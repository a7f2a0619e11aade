//! Public solve entry point and result types.
//!
//! This module defines the types visible to callers of the solver:
//! - [`Assignment`]: the optimal pairing and its total cost
//! - [`AssignedPair`]: one row/column pairing with its original cost
//! - [`SolveError`]: typed failures; no partial state is ever returned

use crate::config::SolveConfig;
use crate::error_codes;
use crate::matrix::CostMatrix;
use crate::solver;
use serde::{Deserialize, Serialize};
use thiserror::Error;

/// One pairing in a solved assignment. `cost` is the value from the
/// original, unreduced matrix.
#[derive(Debug, Clone, Copy, PartialEq, Serialize, Deserialize)]
pub struct AssignedPair {
    pub row: u32,
    pub col: u32,
    pub cost: f64,
}

/// A minimum-cost assignment.
///
/// Pairs are in row-major order and reference the caller's original matrix
/// coordinates; synthetic padding pairs and forbidden pairings never appear.
#[derive(Debug, Clone, PartialEq, Serialize, Deserialize)]
pub struct Assignment {
    pub pairs: Vec<AssignedPair>,
    pub total_cost: f64,
}

impl Assignment {
    pub fn len(&self) -> usize {
        self.pairs.len()
    }

    pub fn is_empty(&self) -> bool {
        self.pairs.is_empty()
    }

    /// The column assigned to `row`, if any.
    pub fn column_of(&self, row: u32) -> Option<u32> {
        self.pairs.iter().find(|p| p.row == row).map(|p| p.col)
    }

    /// Whether every row (or column, whichever side is smaller) of `matrix`
    /// received a partner.
    pub fn is_complete_for(&self, matrix: &CostMatrix) -> bool {
        self.pairs.len() as u32 == matrix.nrows().min(matrix.ncols())
    }
}

/// Errors produced by [`solve`].
///
/// On error the solve produced no assignment at all; there is no partial
/// result to read.
#[derive(Debug, Clone, PartialEq, Error)]
#[non_exhaustive]
pub enum SolveError {
    #[error(
        "[LAPMATCH_SOLVE_001] matrix dimension {dim} exceeds the configured maximum {max}. Suggestion: raise `max_dimension` or split the problem."
    )]
    DimensionExceeded { dim: u32, max: u32 },

    #[error(
        "[LAPMATCH_SOLVE_002] row {row} has no assignable column: every cell is forbidden. Suggestion: relax the forbidden pairings or drop the row before solving."
    )]
    UnsolvableRow { row: u32 },

    #[error(
        "[LAPMATCH_SOLVE_003] no assignable cell remains for cost adjustment: the forbidden pattern admits no complete matching."
    )]
    NoFeasibleAdjustment,

    #[error(
        "[LAPMATCH_SOLVE_004] solver exceeded {limit} state transitions without converging. Suggestion: loosen `zero_tolerance` or raise `max_steps`."
    )]
    StepLimitExceeded { limit: u64 },
}

impl SolveError {
    pub fn code(&self) -> &'static str {
        match self {
            SolveError::DimensionExceeded { .. } => error_codes::SOLVE_DIMENSION_EXCEEDED,
            SolveError::UnsolvableRow { .. } => error_codes::SOLVE_UNSOLVABLE_ROW,
            SolveError::NoFeasibleAdjustment => error_codes::SOLVE_NO_FEASIBLE_ADJUSTMENT,
            SolveError::StepLimitExceeded { .. } => error_codes::SOLVE_STEP_LIMIT,
        }
    }
}

/// Solves the minimum-cost assignment problem over `matrix`.
///
/// Rectangular matrices are padded to square internally; the result only
/// ever references the caller's coordinates. Scan order is row-major with
/// first-match-wins tie-breaking, so identical inputs yield identical
/// pairings, not merely identical totals.
pub fn solve(matrix: &CostMatrix, config: &SolveConfig) -> Result<Assignment, SolveError> {
    check_dimension(matrix, config)?;
    solver::run(matrix, config)
}

/// Like [`solve`], additionally recording counters, timings, and dual
/// labels into `metrics`.
#[cfg(feature = "solve-metrics")]
pub fn solve_with_metrics(
    matrix: &CostMatrix,
    config: &SolveConfig,
    metrics: &mut crate::perf::SolveMetrics,
) -> Result<Assignment, SolveError> {
    check_dimension(matrix, config)?;
    solver::run_with_metrics(matrix, config, metrics)
}

fn check_dimension(matrix: &CostMatrix, config: &SolveConfig) -> Result<(), SolveError> {
    let dim = matrix.nrows().max(matrix.ncols());
    if dim > config.max_dimension {
        return Err(SolveError::DimensionExceeded {
            dim,
            max: config.max_dimension,
        });
    }
    Ok(())
}

impl CostMatrix {
    /// Solves this matrix for the minimum-cost assignment. See [`solve`].
    pub fn solve(&self, config: &SolveConfig) -> Result<Assignment, SolveError> {
        solve(self, config)
    }
}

○ ○ ○ ○

The answer should reproduce all of the data without any alteration.

**SOLUTION FOR THIS EXERCISE**.
repository a7f2a0619e11aade
//! Public solve entry point and result types.
//!
//! This module defines the types visible to callers of the solver:
//! - [`Assignment`]: the optimal pairing and its total cost
//! - [`AssignedPair`]: one row/column pairing with its original cost
//! - [`SolveError`]: typed failures; no partial state is ever returned

use crate::config::SolveConfig;
use crate::error_codes;
use crate::matrix::CostMatrix;
use crate::solver;
use serde::{Deserialize, Serialize};
use thiserror::Error;

/// One pairing in a solved assignment. `cost` is the value from the
/// original, unreduced matrix.
#[derive(Debug, Clone, Copy, PartialEq, Serialize, Deserialize)]
pub struct AssignedPair {
    pub row: u32,
    pub col: u32,
    pub cost: f64,
}

/// A minimum-cost assignment.
///
/// Pairs are in row-major order and reference the caller's original matrix
/// coordinates; synthetic padding pairs and forbidden pairings never appear.
#[derive(Debug, Clone, PartialEq, Serialize, Deserialize)]
pub struct Assignment {
    pub pairs: Vec<AssignedPair>,
    pub total_cost: f64,
}

impl Assignment {
    pub fn len(&self) -> usize {
        self.pairs.len()
    }

    pub fn is_empty(&self) -> bool {
        self.pairs.is_empty()
    }

    /// The column assigned to `row`, if any.
    pub fn column_of(&self, row: u32) -> Option<u32> {
        self.pairs.iter().find(|p| p.row == row).map(|p| p.col)
    }

    /// Whether every row (or column, whichever side is smaller) of `matrix`
    /// received a partner.
    pub fn is_complete_for(&self, matrix: &CostMatrix) -> bool {
        self.pairs.len() as u32 == matrix.nrows().min(matrix.ncols())
    }
}

/// Errors produced by [`solve`].
///
/// On error the solve produced no assignment at all; there is no partial
/// result to read.
#[derive(Debug, Clone, PartialEq, Error)]
#[non_exhaustive]
pub enum SolveError {
    #[error(
        "[LAPMATCH_SOLVE_001] matrix dimension {dim} exceeds the configured maximum {max}. Suggestion: raise `max_dimension` or split the problem."
    )]
    DimensionExceeded { dim: u32, max: u32 },

    #[error(
        "[LAPMATCH_SOLVE_002] row {row} has no assignable column: every cell is forbidden. Suggestion: relax the forbidden pairings or drop the row before solving."
    )]
    UnsolvableRow { row: u32 },

    #[error(
        "[LAPMATCH_SOLVE_003] no assignable cell remains for cost adjustment: the forbidden pattern admits no complete matching."
    )]
    NoFeasibleAdjustment,

    #[error(
        "[LAPMATCH_SOLVE_004] solver exceeded {limit} state transitions without converging. Suggestion: loosen `zero_tolerance` or raise `max_steps`."
    )]
    StepLimitExceeded { limit: u64 },
}

impl SolveError {
    pub fn code(&self) -> &'static str {
        match self {
            SolveError::DimensionExceeded { .. } => error_codes::SOLVE_DIMENSION_EXCEEDED,
            SolveError::UnsolvableRow { .. } => error_codes::SOLVE_UNSOLVABLE_ROW,
            SolveError::NoFeasibleAdjustment => error_codes::SOLVE_NO_FEASIBLE_ADJUSTMENT,
            SolveError::StepLimitExceeded { .. } => error_codes::SOLVE_STEP_LIMIT,
        }
    }
}

/// Solves the minimum-cost assignment problem over `matrix`.
///
/// Rectangular matrices are padded to square internally; the result only
/// ever references the caller's coordinates. Scan order is row-major with
/// first-match-wins tie-breaking, so identical inputs yield identical
/// pairings, not merely identical totals.
pub fn solve(matrix: &CostMatrix, config: &SolveConfig) -> Result<Assignment, SolveError> {
    check_dimension(matrix, config)?;
    solver::run(matrix, config)
}

/// Like [`solve`], additionally recording counters, timings, and dual
/// labels into `metrics`.
#[cfg(feature = "solve-metrics")]
pub fn solve_with_metrics(
    matrix: &CostMatrix,
    config: &SolveConfig,
    metrics: &mut crate::perf::SolveMetrics,
) -> Result<Assignment, SolveError> {
    check_dimension(matrix, config)?;
    solver::run_with_metrics(matrix, config, metrics)
}

fn check_dimension(matrix: &CostMatrix, config: &SolveConfig) -> Result<(), SolveError> {
    let dim = matrix.nrows().max(matrix.ncols());
    if dim > config.max_dimension {
        return Err(SolveError::DimensionExceeded {
            dim,
            max: config.max_dimension,
        });
    }
    Ok(())
}

impl CostMatrix {
    /// Solves this matrix for the minimum-cost assignment. See [`solve`].
    pub fn solve(&self, config: &SolveConfig) -> Result<Assignment, SolveError> {
        solve(self, config)
    }
}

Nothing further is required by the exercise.